Queer history is full of lost spaces and lost stories, but in the past several decades there have been many grassroots and more academic efforts to preserve queer histories so that even if they aren’t around anymore, they don’t just disappear. My digital project would help bring together research on the grassroots and academic levels in Seattle to create a tool that could be used throughout the city and in classrooms to show the history of queer space in the city. This virtual tour would follow the movement of queer spaces throughout the city, showing what those spaces looked like before in comparison to now, and provide context to how queer people navigated the city and maintained community. The pins on the tour would—in the theoretical final form, at least—include edited story clips from oral histories that have already been recorded, images of the sites when they were LGBTQ+ scenes, and brief written histories that are either excerpts from other work or original writing. The tour would also follow the timeline of LGBTQ+ sites historically as they shifted between neighborhoods and such from the late 1800s through today, with the path moving chronologically.

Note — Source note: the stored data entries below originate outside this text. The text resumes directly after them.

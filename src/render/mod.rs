//! # Element rendering
//!
//! Binds a fetched result into its element, polymorphic over the element
//! kind:
//!
//! | kind | binding algorithm |
//! |------|-------------------|
//! | TEXT | scalar substitution or template rendering ([`text`]) |
//! | TABLE | bounded grid fill ([`table`]) |
//! | CHART | series rebuild ([`chart`]) |
//! | IMAGE | aspect-fit image replacement ([`image`]) |
//!
//! Every element renders behind the failure isolator: a failure produces a
//! [`RenderOutcome::Failed`] for that element alone and the batch
//! continues. Rendering is strictly sequential; the deck has no internal
//! synchronization.

mod chart;
mod image;
mod table;
mod text;

use tracing::debug;

use crate::binding::IdType;
use crate::client::{QueryService, RawResult};
use crate::document::{Content, Deck};
use crate::element::{BoundElement, ElementKind};
use crate::error::LookdeckError;
use crate::normalize::{normalize, ResultSet};

/// Per-element result of one render step.
///
/// State machine per element: Parsed → QueryResolved → (Rendered | Skipped
/// | Failed). No transition is retried.
#[derive(Debug, Clone, PartialEq, Eq)]
pub enum RenderOutcome {
    Rendered,
    Skipped(String),
    Failed(String),
}

impl RenderOutcome {
    pub fn is_failed(&self) -> bool {
        matches!(self, RenderOutcome::Failed(_))
    }

    pub fn is_rendered(&self) -> bool {
        matches!(self, RenderOutcome::Rendered)
    }
}

/// Render one element from its captured result.
///
/// `raw` is `None` when the element's fetch failed or could not be built;
/// that is a per-element failure, not a batch abort.
pub async fn render_element(
    deck: &mut Deck,
    bound: &BoundElement,
    raw: Option<&RawResult>,
    service: &dyn QueryService,
) -> RenderOutcome {
    if bound.spec.meta {
        // Pure data source; pipeline strips it after the render phase.
        return RenderOutcome::Skipped("meta data source".to_string());
    }

    let Some(raw) = raw else {
        let what = match bound.spec.id_type {
            IdType::Meta => format!("shared data '{}' was never captured", bound.spec.id),
            IdType::Look => format!("no data for look {}", bound.spec.id),
        };
        return RenderOutcome::Failed(what);
    };

    let outcome = match bound.element.kind {
        ElementKind::Image => image::bind_image(deck, bound, raw, service).await,
        ElementKind::Text | ElementKind::Table | ElementKind::Chart => {
            bind_tabular(deck, bound, raw)
        }
        ElementKind::Other => {
            return RenderOutcome::Skipped("unsupported element kind".to_string())
        }
    };

    match outcome {
        Ok(()) => {
            debug!(
                slide = bound.element.slide,
                element = bound.element.element_id,
                "element rendered"
            );
            RenderOutcome::Rendered
        }
        Err(e) => RenderOutcome::Failed(e.to_string()),
    }
}

fn bind_tabular(
    deck: &mut Deck,
    bound: &BoundElement,
    raw: &RawResult,
) -> Result<(), LookdeckError> {
    let tabular = raw.as_tabular().ok_or_else(|| {
        LookdeckError::Render("image result bound to a non-image element".to_string())
    })?;
    let result = normalize(tabular);

    let element = deck
        .element_mut(bound.element.slide, bound.element.element_id)
        .ok_or_else(|| LookdeckError::Render("bound element no longer in deck".to_string()))?;

    match &mut element.content {
        Content::Table(grid) => table::fill_table(grid, &result, bound.spec.headers()),
        Content::Text(frame) => text::bind_text(frame, &result, &bound.spec),
        Content::Chart(chart) => chart::bind_chart(chart, &result, &bound.spec),
        _ => Err(LookdeckError::Render(
            "element content does not match its kind".to_string(),
        )),
    }
}

/// Resolve the spec's row/column/label selection to a single scalar
pub(crate) fn select_scalar(result: &ResultSet, spec: &crate::binding::BindingSpec) -> Option<String> {
    let selector = spec.column.as_deref().or(spec.label.as_deref());
    let col = match selector {
        Some(s) => result.column_index(s)?,
        None => 0,
    };
    let row = spec.row.unwrap_or(0);
    result.cell_text(row, col)
}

The center of queer community in Seattle for the past few decades has been Capitol Hill, but that hasn’t always been the case. Centers of queer community sites in the city have moved from neighborhood to neighborhood over more than a century now, and many of those sites have long been replaced by other establishments. Although these places themselves mostly no longer exist, there have been extensive efforts in Seattle to continue to document these histories, from books by historians to oral history projects to local community-run archives. This project will be an attempt to bring these sorts of sources together to create a digital tour that can be used to learn queer history in the classroom and while out exploring the city.

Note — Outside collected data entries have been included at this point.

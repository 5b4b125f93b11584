//! Binding specifications attached to deck elements
//!
//! Every bindable element carries a YAML blob in its description. This
//! module decodes that blob into a typed [`BindingSpec`]. Unknown keys are
//! never an error: they are collected and later offered to the query
//! builder as per-field overrides on the base query.

use std::collections::BTreeMap;

use serde::{Deserialize, Deserializer};
use serde_json::Value;

use crate::error::LookdeckError;

/// What kind of reference the `id` field carries
#[derive(Debug, Clone, Copy, PartialEq, Eq, Default, Deserialize)]
#[serde(rename_all = "lowercase")]
pub enum IdType {
    /// A data-bearing look reference: resolves to a query and a fetch
    #[default]
    Look,
    /// A shared reference: reads data captured by a meta element
    Meta,
}

/// One element's declarative binding, decoded from its description blob
#[derive(Debug, Clone, Deserialize)]
pub struct BindingSpec {
    /// Upstream look id, or the shared key when `id_type: meta`
    #[serde(deserialize_with = "id_as_string")]
    pub id: String,
    #[serde(default)]
    pub id_type: IdType,
    /// True when this element only pre-fetches shared data and renders nothing
    #[serde(default)]
    pub meta: bool,
    /// Shared key under which a meta element's result is published
    #[serde(default)]
    pub meta_name: Option<String>,
    /// Result-slice selector: column display label
    #[serde(default)]
    pub label: Option<String>,
    /// Result-slice selector: row index
    #[serde(default)]
    pub row: Option<usize>,
    /// Result-slice selector: column key, label or index
    #[serde(default, deserialize_with = "opt_scalar_as_string")]
    pub column: Option<String>,
    /// Dimension exposed to the run-level `--filter` value
    #[serde(default)]
    pub filter: Option<String>,
    /// Field → literal value, applied to the base query before execution
    #[serde(default, deserialize_with = "scalar_map")]
    pub filter_overwrites: BTreeMap<String, String>,
    #[serde(default)]
    pub result_format: Option<String>,
    /// Whether to derive display labels from result metadata
    #[serde(default)]
    pub headers: Option<bool>,
    #[serde(default)]
    pub apply_formatting: Option<bool>,
    #[serde(default)]
    pub apply_vis: Option<bool>,
    #[serde(default)]
    pub server_table_calcs: Option<bool>,
    /// Chart-only: show the data label on the latest non-empty point only
    #[serde(default)]
    pub show_latest_chart_label: bool,
    /// Requested render width in pixels (injected from the element frame)
    #[serde(default)]
    pub image_width: Option<u32>,
    #[serde(default)]
    pub image_height: Option<u32>,
    /// Every unrecognized key lands here and is offered to the query
    /// builder as an override on the matching base-query field.
    #[serde(flatten)]
    pub query_overrides: BTreeMap<String, Value>,
}

impl BindingSpec {
    pub fn result_format(&self) -> &str {
        self.result_format.as_deref().unwrap_or("json_bi")
    }

    pub fn headers(&self) -> bool {
        self.headers.unwrap_or(true)
    }

    pub fn apply_formatting(&self) -> bool {
        self.apply_formatting.unwrap_or(false)
    }

    pub fn apply_vis(&self) -> bool {
        self.apply_vis.unwrap_or(true)
    }

    pub fn server_table_calcs(&self) -> bool {
        self.server_table_calcs.unwrap_or(true)
    }

    /// True when the bound result is image bytes rather than tabular data
    pub fn wants_image(&self) -> bool {
        !self.result_format().eq_ignore_ascii_case("json_bi")
    }
}

/// Decode one element's description blob.
///
/// A failure here drops the element from the run; it never aborts the
/// batch. The caller logs and moves on.
pub fn parse_binding(raw: &str) -> Result<BindingSpec, LookdeckError> {
    serde_yaml::from_str::<BindingSpec>(raw)
        .map_err(|e| LookdeckError::Parse(format!("invalid binding description: {e}")))
}

/// Accept `id: 42` as well as `id: "42"`
fn id_as_string<'de, D>(deserializer: D) -> Result<String, D::Error>
where
    D: Deserializer<'de>,
{
    scalar_to_string(Value::deserialize(deserializer)?)
        .ok_or_else(|| serde::de::Error::custom("id must be a string or a number"))
}

fn opt_scalar_as_string<'de, D>(deserializer: D) -> Result<Option<String>, D::Error>
where
    D: Deserializer<'de>,
{
    match Option::<Value>::deserialize(deserializer)? {
        None => Ok(None),
        Some(v) => scalar_to_string(v)
            .map(Some)
            .ok_or_else(|| serde::de::Error::custom("expected a string or a number")),
    }
}

/// Filter values may be written as numbers or booleans in YAML; Looker
/// filter expressions are strings.
fn scalar_map<'de, D>(deserializer: D) -> Result<BTreeMap<String, String>, D::Error>
where
    D: Deserializer<'de>,
{
    let raw = BTreeMap::<String, Value>::deserialize(deserializer)?;
    raw.into_iter()
        .map(|(k, v)| {
            scalar_to_string(v)
                .map(|s| (k, s))
                .ok_or_else(|| serde::de::Error::custom("filter values must be scalars"))
        })
        .collect()
}

fn scalar_to_string(value: Value) -> Option<String> {
    match value {
        Value::String(s) => Some(s),
        Value::Number(n) => Some(n.to_string()),
        Value::Bool(b) => Some(b.to_string()),
        _ => None,
    }
}

#[cfg(test)]
mod tests {
    use super::*;

    #[test]
    fn minimal_binding_gets_defaults() {
        let spec = parse_binding("id: '42'").unwrap();
        assert_eq!(spec.id, "42");
        assert_eq!(spec.id_type, IdType::Look);
        assert!(!spec.meta);
        assert_eq!(spec.result_format(), "json_bi");
        assert!(spec.headers());
        assert!(!spec.apply_formatting());
        assert!(spec.apply_vis());
        assert!(spec.server_table_calcs());
        assert!(spec.query_overrides.is_empty());
    }

    #[test]
    fn integer_id_is_coerced() {
        let spec = parse_binding("id: 42").unwrap();
        assert_eq!(spec.id, "42");
    }

    #[test]
    fn missing_id_is_a_parse_error() {
        let err = parse_binding("label: revenue").unwrap_err();
        assert!(matches!(err, LookdeckError::Parse(_)));
    }

    #[test]
    fn unknown_keys_become_query_overrides() {
        let spec = parse_binding("id: 7\nlimit: '10'\nfields: orders.count").unwrap();
        assert_eq!(spec.query_overrides.len(), 2);
        assert_eq!(spec.query_overrides["limit"], "10");
    }

    #[test]
    fn meta_reference() {
        let spec = parse_binding("id: shared_kpis\nid_type: meta").unwrap();
        assert_eq!(spec.id_type, IdType::Meta);
    }

    #[test]
    fn filter_overwrites_accept_numbers() {
        let spec = parse_binding("id: 1\nfilter_overwrites:\n  orders.count: 10").unwrap();
        assert_eq!(spec.filter_overwrites["orders.count"], "10");
    }

    #[test]
    fn numeric_column_selector() {
        let spec = parse_binding("id: 1\ncolumn: 2\nrow: 1").unwrap();
        assert_eq!(spec.column.as_deref(), Some("2"));
        assert_eq!(spec.row, Some(1));
    }
}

The map would have pins on historic sites in Seattle’s queer community, and the path of the pins would go chronologically through the sites as they moved from neighborhood to neighborhood over time. For each pin, there would be some combination of archival photos of the space when it was a queer bar, community center, organization, etc., short written descriptions of what the site was and the role it played in the queer community and Seattle history, and—where applicable—edited audio clips from any oral histories that discuss the site directly.

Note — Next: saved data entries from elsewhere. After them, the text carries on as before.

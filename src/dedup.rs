//! Query deduplication
//!
//! Several elements frequently reference the same underlying data; the
//! fetch must happen once per distinct request, not once per element, and
//! every member of a group must see the same snapshot.

use indexmap::IndexMap;

use crate::query::QueryRequest;

/// One distinct fetch plus the element keys waiting on its result
#[derive(Debug, Clone)]
pub struct QueryGroup {
    pub identity: String,
    pub request: QueryRequest,
    pub members: Vec<String>,
}

/// Group requests by structural identity.
///
/// Group order and member order are both first-seen insertion order, so
/// any ordering-sensitive downstream behavior is deterministic.
pub fn group_by_identity(requests: Vec<(String, QueryRequest)>) -> Vec<QueryGroup> {
    let mut groups: IndexMap<String, QueryGroup> = IndexMap::new();

    for (key, request) in requests {
        let identity = request.identity();
        groups
            .entry(identity.clone())
            .or_insert_with(|| QueryGroup {
                identity,
                request,
                members: Vec::new(),
            })
            .members
            .push(key);
    }

    groups.into_values().collect()
}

Often, mainstream tellings of queer history center on the same few places—New York, Washington DC, San Francisco—and moments, like the Lavender Scare, Stonewall riots, and Obergefell v. Hodges. While these places and instances are deeply important to the development of the queer community as it is now, focusing on these locales leaves out a ton of nuance and difference that can be found when expanding the places considered in queer histories. Seattle’s queer community formed in wildly different political, social, and economic contexts than those same communities in the cities mentioned before. In many ways, policing of gay spaces was less severe, the massive increase in military presence in World War II impacted what spaces were safe to gather in, and some early legislative cooperation made political actions and organizations focus on different goals. Without digging into local histories of queer communities in Seattle, however, these things would go entirely unknown in the context of broader national narratives and curriculums teaching about queer history.
I think this is a really cool project and an interesting way to build on work that is already being done. I’m particularly interested in your idea to move chronologically through the locations rather than geographically. While it wouldn’t have occurred to me, it’s exactly the beauty of digital maps. It will help to bridge ideas of physical space and temporal space. I also think the audio elements you mention will add an even greater layer. I’m really excited to see how this might turn out!
Hi! This is such an interesting, cool idea! The project provides a more complete picture of Seattle’s history, and I like how it spans from the 1800s to the present-day. I hope you can connect with historic societies and projects, such as the Northwest Lesbian and Gay History Project you mentioned, to get the word out about the tour if you decide to do this project.
Hi Corinne,
This is a solid idea for a project. I can very much imagine that there could be a good bit of interest in this kind of virtual tour. It’s great that you already identified the Northwest Lesbian and Gay History Project as a place to connect with for source material. If you were to work on this project, I would suggest you think about reaching out to them too to see if they have any particular key insights for how to approach the project and also to see if they might be interested in helping get the word out about your project when it was completed.
You didn’t mention what mapping platform you would use, but I could see this working in StoryMaps, or in HistoryPin, or even as a Google My Map. So you have lots of options there. If you were to work it up as a whole project, you might want to try prototyping it in one or two of those platforms first to get a sense of which of them would work best for your goals.